Pas question pour lui de se raconter d’histoires pour autant : « Ils m’ont adopté, c’est vrai, mais ensuite c’est fragile, dit-il. Je ne crois pas à la grande famille du cinéma français… »
Il demeure vigilant, la tête froide, heureux de jouer dans des registres différents. Au départ, sa blondeur et son physique d’éphèbe l’avaient quelque peu cantonné dans des rôles de jeune premier. Avec le temps, l’éventail des rôles s’est élargi.
Voici le césarisé de Diamant noir en triste sire, les cheveux noircis dans Un amour impossible de Catherine Corsini, auprès de Virginie Efira, en salle ici le 5 avril. « Comment faire plus monstrueux que mon personnage ? demande-t-il. Il est psychopathe et dit des choses perverses dures à entendre. »
Ce film, nommé quatre fois aux derniers César, adapté librement du roman de Christine Angot, traite avec pudeur de la relation passionnelle et toxique de Rachel, une jeune femme d’un milieu populaire (la lumineuse Virginie Efira) avec Philippe, bourgeois plein de charisme et de fiel (Schneider) qui l’éblouit et l’humilie dans une France tissée d’inégalités sociales.
L’action se déroule à Châteauroux, des années 1950 jusqu’à nos jours, avec paternité mal assumée et finalement atroce créant un virage de ton en dernière partie. Un amour impossible aborde frontalement l’amour-haine mère-fille à travers le personnage plus moderne de Chantal (Jehnny Beth), qui imposera sa révolte.

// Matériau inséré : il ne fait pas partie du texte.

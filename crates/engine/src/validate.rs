//! Definition checks: run these when a process template is saved or loaded.
//!
//! Checks performed:
//! 1. Node IDs must be unique within the definition.
//! 2. Edge IDs must be unique within the definition.
//! 3. Every edge must reference declared nodes at both ends.
//! 4. With a registry: every node type has an on-handler and every edge type
//!    has a decision-handler.
//!
//! Nothing here runs implicitly during traversal. A definition that fails
//! these checks can still be stepped; its problems surface as lookup errors
//! when traversal reaches them.

use std::collections::HashSet;

use handlers::{EdgeRecord, NodeRecord};
use thiserror::Error;

use crate::models::ProcessDefinition;
use crate::registry::HandlerRegistry;
use crate::{EngineError, HandlerKind};

/// One problem found in a definition.
#[derive(Debug, Clone, PartialEq, Eq, Error)]
pub enum Issue {
    #[error("duplicate node ID '{0}'")]
    DuplicateNodeId(String),

    #[error("duplicate edge ID '{0}'")]
    DuplicateEdgeId(String),

    #[error("edge '{edge_id}' starts at unknown node '{node_id}'")]
    DanglingSource { edge_id: String, node_id: String },

    #[error("edge '{edge_id}' ends at unknown node '{node_id}'")]
    DanglingDestination { edge_id: String, node_id: String },

    #[error("no on-handler registered for node type '{0}'")]
    MissingOnHandler(String),

    #[error("no decision-handler registered for edge type '{0}'")]
    MissingDecisionHandler(String),
}

/// Every issue found, in discovery order.
#[derive(Debug, Clone, Default, PartialEq, Eq)]
pub struct ValidationReport {
    issues: Vec<Issue>,
}

impl ValidationReport {
    pub fn is_ok(&self) -> bool {
        self.issues.is_empty()
    }

    pub fn issues(&self) -> &[Issue] {
        &self.issues
    }

    /// `Err` carrying the first issue, if there is one.
    pub fn into_result(self) -> Result<(), EngineError> {
        match self.issues.into_iter().next() {
            Some(issue) => Err(EngineError::Invalid(issue)),
            None => Ok(()),
        }
    }
}

/// Check `definition`, optionally against the handlers in `registry`.
pub fn validate_definition<N: NodeRecord, E: EdgeRecord>(
    definition: &ProcessDefinition<N, E>,
    registry: Option<&HandlerRegistry>,
) -> ValidationReport {
    let mut issues = Vec::new();

    // -----------------------------------------------------------------------
    // 1. Unique node IDs
    // -----------------------------------------------------------------------
    let mut node_ids: HashSet<&str> = HashSet::with_capacity(definition.nodes.len());
    for node in &definition.nodes {
        if !node_ids.insert(node.id()) {
            issues.push(Issue::DuplicateNodeId(node.id().to_owned()));
        }
    }

    // -----------------------------------------------------------------------
    // 2. Unique edge IDs
    // -----------------------------------------------------------------------
    let mut edge_ids: HashSet<&str> = HashSet::with_capacity(definition.edges.len());
    for edge in &definition.edges {
        if !edge_ids.insert(edge.id()) {
            issues.push(Issue::DuplicateEdgeId(edge.id().to_owned()));
        }
    }

    // -----------------------------------------------------------------------
    // 3. Edge endpoints
    // -----------------------------------------------------------------------
    for edge in &definition.edges {
        if !node_ids.contains(edge.src_id()) {
            issues.push(Issue::DanglingSource {
                edge_id: edge.id().to_owned(),
                node_id: edge.src_id().to_owned(),
            });
        }
        if !node_ids.contains(edge.dst_id()) {
            issues.push(Issue::DanglingDestination {
                edge_id: edge.id().to_owned(),
                node_id: edge.dst_id().to_owned(),
            });
        }
    }

    // -----------------------------------------------------------------------
    // 4. Handler coverage
    // -----------------------------------------------------------------------
    if let Some(registry) = registry {
        issues.extend(
            missing_handlers(&definition.nodes, &definition.edges, registry)
                .into_iter()
                .map(Issue::from),
        );
    }

    ValidationReport { issues }
}

/// A type tag the registry cannot dispatch.
#[derive(Debug, Clone, PartialEq, Eq)]
pub(crate) enum MissingHandler {
    On(String),
    Decision(String),
}

impl From<MissingHandler> for Issue {
    fn from(missing: MissingHandler) -> Self {
        match missing {
            MissingHandler::On(tag) => Issue::MissingOnHandler(tag),
            MissingHandler::Decision(tag) => Issue::MissingDecisionHandler(tag),
        }
    }
}

impl From<MissingHandler> for EngineError {
    fn from(missing: MissingHandler) -> Self {
        match missing {
            MissingHandler::On(tag) => EngineError::HandlerNotFound {
                kind: HandlerKind::On,
                tag,
            },
            MissingHandler::Decision(tag) => EngineError::HandlerNotFound {
                kind: HandlerKind::Decision,
                tag,
            },
        }
    }
}

/// Node types without an on-handler and edge types without a decision-handler,
/// each reported once, in first-seen order.
pub(crate) fn missing_handlers<'a, N, E>(
    nodes: impl IntoIterator<Item = &'a N>,
    edges: impl IntoIterator<Item = &'a E>,
    registry: &HandlerRegistry,
) -> Vec<MissingHandler>
where
    N: NodeRecord + 'a,
    E: EdgeRecord + 'a,
{
    let mut missing = Vec::new();

    let mut seen: HashSet<&str> = HashSet::new();
    for node in nodes {
        let tag = node.node_type();
        if seen.insert(tag) && registry.on_handler(tag).is_none() {
            missing.push(MissingHandler::On(tag.to_owned()));
        }
    }

    let mut seen: HashSet<&str> = HashSet::new();
    for edge in edges {
        let tag = edge.edge_type();
        if seen.insert(tag) && registry.decision_handler(tag).is_none() {
            missing.push(MissingHandler::Decision(tag.to_owned()));
        }
    }

    missing
}

// ============================================================
// Unit tests
// ============================================================
#[cfg(test)]
mod tests {
    use super::*;
    use handlers::mock::{Journal, MockDecision, MockNodeHandler};
    use handlers::{Edge, Node};

    fn leave_process() -> ProcessDefinition {
        ProcessDefinition::new(
            vec![
                Node::new("leave_request", "Leave request", "leave_request"),
                Node::new("leave_approval", "Leave approval", "leave_approval"),
                Node::new("leave_complete", "Leave complete", "leave_complete"),
            ],
            vec![
                Edge::new("approval_edge", "leave_request", "leave_approval", "approval", 1),
                Edge::new("complete_edge", "leave_approval", "leave_complete", "complete", 1),
            ],
        )
    }

    #[test]
    fn well_formed_definition_passes() {
        let report = validate_definition(&leave_process(), None);
        assert!(report.is_ok());
        assert!(report.into_result().is_ok());
    }

    #[test]
    fn duplicate_ids_are_reported() {
        let mut def = leave_process();
        def.nodes.push(Node::new("leave_request", "again", "leave_request"));
        def.edges.push(Edge::new("approval_edge", "leave_request", "leave_approval", "approval", 2));

        let report = validate_definition(&def, None);
        assert_eq!(
            report.issues(),
            &[
                Issue::DuplicateNodeId("leave_request".into()),
                Issue::DuplicateEdgeId("approval_edge".into()),
            ]
        );
    }

    #[test]
    fn dangling_endpoints_are_reported() {
        let mut def = leave_process();
        def.edges.push(Edge::new("reject_edge", "ghost", "nowhere", "reject", 2));

        let report = validate_definition(&def, None);
        assert_eq!(report.issues().len(), 2);
        assert!(matches!(
            &report.issues()[0],
            Issue::DanglingSource { edge_id, node_id } if edge_id == "reject_edge" && node_id == "ghost"
        ));
        assert!(matches!(
            report.into_result(),
            Err(EngineError::Invalid(Issue::DanglingSource { .. }))
        ));
    }

    #[test]
    fn missing_handlers_are_reported_once_per_type() {
        let journal = Journal::new();
        let mut registry = HandlerRegistry::new();
        registry
            .register_on("leave_request", MockNodeHandler::succeeding("on", &journal))
            .register_decision("approval", MockDecision::accepting("d", &journal));

        let mut def = leave_process();
        def.nodes.push(Node::new("second_approval", "Second approval", "leave_approval"));

        let report = validate_definition(&def, Some(&registry));
        assert_eq!(
            report.issues(),
            &[
                Issue::MissingOnHandler("leave_approval".into()),
                Issue::MissingOnHandler("leave_complete".into()),
                Issue::MissingDecisionHandler("complete".into()),
            ]
        );
    }
}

La France des classes sociales
Catherine Corsini affirme avoir cherché à éviter les pièges de la pesante production d’époque, captant le passage du temps de l’arrivée de la télévision jusqu’à celle de l’Internet à travers les barrières sociales à secouer, le long combat d’une femme pour s’élever et faire reconnaître sa fille par son égoïste géniteur.
« Virginie Efira possède une autorité naturelle et une profondeur dans un rôle où elle dépasse son statut de victime en n’étant jamais idiote, en faisant le deuil de son histoire d’amour tout en parvenant à une ascension sociale. La chimie entre nous s’est établie d’entrée de jeu », précise Niels Schneider. Elle est devenue sa compagne de vie sur le plateau : « Il s’est produit quelque chose de rare. »
« C’est un film sur les classes sociales », tranche Catherine Corsini. La cinéaste de La nouvelle Ève et de Trois mondes s’est toujours engagée pour la cause des femmes.

Quand sa productrice lui a proposé d’adapter le roman d’Angot, elle fut frappée par leurs affinités de parcours : « J’avais envie de faire un film sur ma mère. J’ai l’âge de la romancière, je viens aussi d’une classe moyenne. Elle décrivait la génération de ma mère et de mes tantes avec cette obligation de se marier, de se mettre sous la coupe masculine. Cette histoire d’amour fut le destin de bien de femmes : se lier à un homme à la fois charmant et odieux, pervers narcissique qui joue avec la candeur de sa compagne mais lui enseigne des choses. Leur relation paraît à cette femme d’abord enchanteresse. C’est un truc générationnel. Elle choisit le méchant. »
La cinéaste n’avait pas pensé à Virginie Efira pour le rôle principal. Catherine Corsini a pu apprécier son intelligence et sa générosité, avant même de l’auditionner, après qu’elles furent invitées toutes deux à une émission de radio.« Elle m’avait fait savoir qu’elle désirait ce rôle qui la fait passer de 27 à 65 ans. Niels Scheider est apparu plus tard dans le paysage. Venu faire des essais, il était génial, avec cette morgue… On a beaucoup travaillé sur la noirceur, l’amour propre. Quant au personnage de Virginie Efira, il subit tout en possédant une force. À certains endroits, elle se protège. Rachel me faisait penser à une de mes tantes qui avait peu de considération pour elle-même ainsi qu’à toutes ces femmes incapables de se défendre contre le sentiment d’injustice. »
Ces entretiens ont été effectués à Paris aux Rendez-vous d’Unifrance.